夜中に俊が「腹減った」と言った。 近くにコンビニがない上に、長く急な坂道の頂にある家からは、ふたりとも出る気にならなかった。 だからダイは焼そばを作ってやることにした。
ダイの部屋は二階の一室にあった。 階段を降りて左手にあるドアを開けると居間がある。 八畳くらいの居間を挟んで、向かいの襖(フスマ) の奥に祖父母の寝室がある。 居間を左に抜けるとキッチンに繋がる。
フライパンに油を敷いたとこで現れたのは、ばぁちゃんではなくじぃちゃんだった。
「ダイ、お前何しよっとか!」
「見て分かろうもん。 焼きそば作りよったい!」
じぃちゃんは耳が非常に悪かった。 並の大きな声じゃ聞こえやしない。
「はぁ!? お前こんな夜中に何コソコソしよーとや!!」
「別にコソコソしよらんかろーもん!! じぃちゃんが耳悪いけん聞こえんだけやないとや!!」
何でこんなことでいちいち喧嘩になるんだろう。 ダイはもどかしかった。 自分のせいだと分かっていても、心は拒むばかりで口が言うことを聞かない。

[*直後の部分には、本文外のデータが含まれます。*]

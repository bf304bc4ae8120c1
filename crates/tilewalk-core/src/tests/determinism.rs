//! Determinism verification tests.
//!
//! The world step senses in parallel, so these tests check that:
//! - Identical worlds given identical inputs stay identical tick for tick
//! - The parallel world step gives exactly what stepping a lone body gives
//! - Bodies that never meet do not influence each other
//! - Cameras with the same seed shake identically

use glam::Vec2;

use tilewalk_geom::Rect;

use crate::body::BodyId;
use crate::viewport::Camera;
use crate::world::World;

use super::helpers::{knocked, room, room_world, small_screen, spawn_walker, walker};

// =============================================================================
// Scenario
// =============================================================================

/// A busy room: walkers heading every way, one knocked body, one ghost.
fn busy_room() -> (World, Vec<BodyId>) {
    let mut world = room_world();
    let mut ids = vec![
        spawn_walker(&mut world, Vec2::new(2.0, 2.0), Vec2::new(0.3, 0.2)),
        spawn_walker(&mut world, Vec2::new(9.0, 2.0), Vec2::new(-0.25, 0.35)),
        spawn_walker(&mut world, Vec2::new(5.0, 5.0), Vec2::new(0.0, -0.4)),
        spawn_walker(&mut world, Vec2::new(2.0, 5.5), Vec2::new(0.45, 0.0)),
    ];
    ids.push(world.spawn(knocked(Vec2::new(6.0, 3.0), Vec2::new(1.5, -0.7), 0.8)));
    ids.push(world.spawn(walker(Vec2::new(4.0, 4.0), Vec2::new(0.2, 0.2)).with_solid(false)));
    (world, ids)
}

// =============================================================================
// Tests
// =============================================================================

#[test]
fn identical_worlds_stay_identical() {
    let (mut a, ids) = busy_room();
    let (mut b, _) = busy_room();

    for tick in 0..120 {
        // Vary dt to exercise the scaling paths
        let dt = if tick % 7 == 0 { 1.75 } else { 1.0 };
        a.step(dt);
        b.step(dt);
        for id in &ids {
            assert_eq!(a.get(*id), b.get(*id), "{id:?} diverged at tick {tick}");
        }
    }
    assert_eq!(a.tick(), b.tick());
}

#[test]
fn world_step_matches_lone_body_step() {
    let chunks = room();
    let mut world = room_world();
    let mut lone = walker(Vec2::new(3.0, 3.0), Vec2::new(0.35, 0.45));
    let id = world.spawn(lone.clone());

    for tick in 0..60 {
        world.step(1.0);
        lone.step(1.0, &chunks);
        assert_eq!(world.get(id), Some(&lone), "diverged at tick {tick}");
    }
}

#[test]
fn distant_bodies_do_not_interact() {
    let mut pair = room_world();
    let mut single = room_world();

    let a = spawn_walker(&mut pair, Vec2::new(2.0, 2.0), Vec2::new(0.3, 0.0));
    spawn_walker(&mut pair, Vec2::new(2.0, 5.0), Vec2::new(0.3, 0.0));
    let b = spawn_walker(&mut single, Vec2::new(2.0, 2.0), Vec2::new(0.3, 0.0));

    for _ in 0..50 {
        pair.step(1.0);
        single.step(1.0);
    }

    assert_eq!(pair.get(a), single.get(b));
}

#[test]
fn cameras_with_the_same_seed_shake_identically() {
    let focus = Rect::new(30.0, 30.0, 1.0, 1.0);
    let map = Rect::new(0.0, 0.0, 100.0, 100.0);
    let mut a = Camera::new(small_screen(), 42).unwrap();
    let mut b = Camera::new(small_screen(), 42).unwrap();
    a.start_shake(30.0);
    b.start_shake(30.0);

    for _ in 0..40 {
        a.update(&focus, map, 1.0);
        b.update(&focus, map, 1.0);
        assert_eq!(a.offset(), b.offset());
    }
    assert_eq!(a.shake(), 0.0);
}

どれくらい言い合いを続けただろう。下らない意味のない口喧嘩の末、じぃちゃんが包丁を取りダイの横腹に突き付けてこう叫んだ。
「じぃちゃんはお前を殺して刑務所に入ってもよかとばい!!」
包丁を握るじぃちゃんの手に力が入った。 ダイの横腹に切っ先が5センチくらい刺さった。

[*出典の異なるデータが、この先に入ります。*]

//! Velocity bookkeeping and collision resolution for one body.
//!
//! A body moves by the sum of two velocities:
//! - `velocity`: intentional, set by whatever controls the body
//! - `external`: imparted from outside (knockback), decays with friction
//!
//! # Tick order
//!
//! 1. [`MotionState::resolve`] zeroes the axes that would push the body further
//!    into an obstacle it touches
//! 2. [`MotionState::update_velocities`] decays external velocity
//! 3. [`MotionState::displacement`] is added to the body's position
//!
//! `dt` is a frame-rate multiplier (1.0 at the design frame rate), always
//! passed explicitly.

use glam::Vec2;
use serde::{Deserialize, Serialize};

use crate::collision::{CollisionState, Side};
use crate::config::{MotionConfig, VELOCITY_EPSILON};

/// Motion state owned by a single body.
#[derive(Debug, Clone, Copy, PartialEq, Serialize, Deserialize)]
pub struct MotionState {
    /// Controller-driven velocity (tiles per frame)
    pub velocity: Vec2,
    /// Impulse-driven velocity (tiles per frame)
    pub external: Vec2,
    /// Decay base of external velocity per unit of `dt`
    pub friction: f32,
    /// Magnitude used when steering
    pub speed: f32,
}

impl Default for MotionState {
    fn default() -> Self {
        Self::from_config(&MotionConfig::default())
    }
}

impl MotionState {
    /// A body at rest.
    #[must_use]
    pub fn new(speed: f32, friction: f32) -> Self {
        Self {
            velocity: Vec2::ZERO,
            external: Vec2::ZERO,
            friction,
            speed,
        }
    }

    /// A body at rest with tunables read from config.
    #[must_use]
    pub fn from_config(config: &MotionConfig) -> Self {
        Self::new(config.speed, config.friction)
    }

    /// Total velocity actually moving the body.
    #[must_use]
    pub fn combined(&self) -> Vec2 {
        self.velocity + self.external
    }

    /// Zero every axis whose combined velocity drives the body into a side
    /// that has a contact. Both the intentional and the external component of
    /// that axis are cleared; the other axis is untouched.
    ///
    /// Takes the contacts by value: once resolved they are spent.
    pub fn resolve(&mut self, contacts: CollisionState) {
        let combined = self.combined();
        let blocked = |side: Side| contacts.is_touching(side) && side.is_driven_into(combined);

        if blocked(Side::Left) || blocked(Side::Right) {
            self.velocity.x = 0.0;
            self.external.x = 0.0;
        }
        if blocked(Side::Top) || blocked(Side::Bottom) {
            self.velocity.y = 0.0;
            self.external.y = 0.0;
        }
    }

    /// Decay external velocity by `friction^dt`, snapping components below
    /// [`VELOCITY_EPSILON`] to exactly zero.
    pub fn update_velocities(&mut self, dt: f32) {
        self.decay_external(dt, VELOCITY_EPSILON);
    }

    /// Same as [`MotionState::update_velocities`] with an explicit threshold.
    pub fn decay_external(&mut self, dt: f32, epsilon: f32) {
        let factor = self.friction.powf(dt);
        decay_component(&mut self.external.x, factor, epsilon);
        decay_component(&mut self.external.y, factor, epsilon);
    }

    /// How far the body moves this tick.
    #[must_use]
    pub fn displacement(&self, dt: f32) -> Vec2 {
        self.combined() * dt
    }

    /// Knock the body back: external velocity becomes `impulse`.
    pub fn apply_impulse(&mut self, impulse: Vec2) {
        self.external = impulse;
    }

    /// Set intentional velocity from an input direction. Diagonal input is
    /// normalized so it is not faster than straight input.
    pub fn steer(&mut self, direction: Vec2) {
        self.velocity = direction.normalize_or_zero() * self.speed;
    }

    /// Drop all velocity.
    pub fn stop(&mut self) {
        self.velocity = Vec2::ZERO;
        self.external = Vec2::ZERO;
    }
}

fn decay_component(component: &mut f32, factor: f32, epsilon: f32) {
    if *component != 0.0 {
        *component *= factor;
        if component.abs() < epsilon {
            *component = 0.0;
        }
    }
}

「殺すならはよ殺せや!! お前頭おかしくなったっちゃないとや!! 刑務所でも精神科でも行ってこいや!!」
ずっと二人の言い合いを聞いていたばぁちゃんもヤバいと思ったのか、寝室から飛び出すなり走ってじいちゃんのとこまで来て
「お父さん何しよーとね!! あんた自分の孫ばい!! しっかりしんしゃい!!」
と怒鳴って包丁を取り上げた。
「ダイちゃんははよ二階に戻りんしゃい。」
「焼きそばが…」
「ばぁちゃんが持ってっちゃるけん心配せんでよか。 はよ二階に上がりんしゃい!」
二階に戻ったダイは、下の騒音を聞いて心配していた俊に一部始終を話した。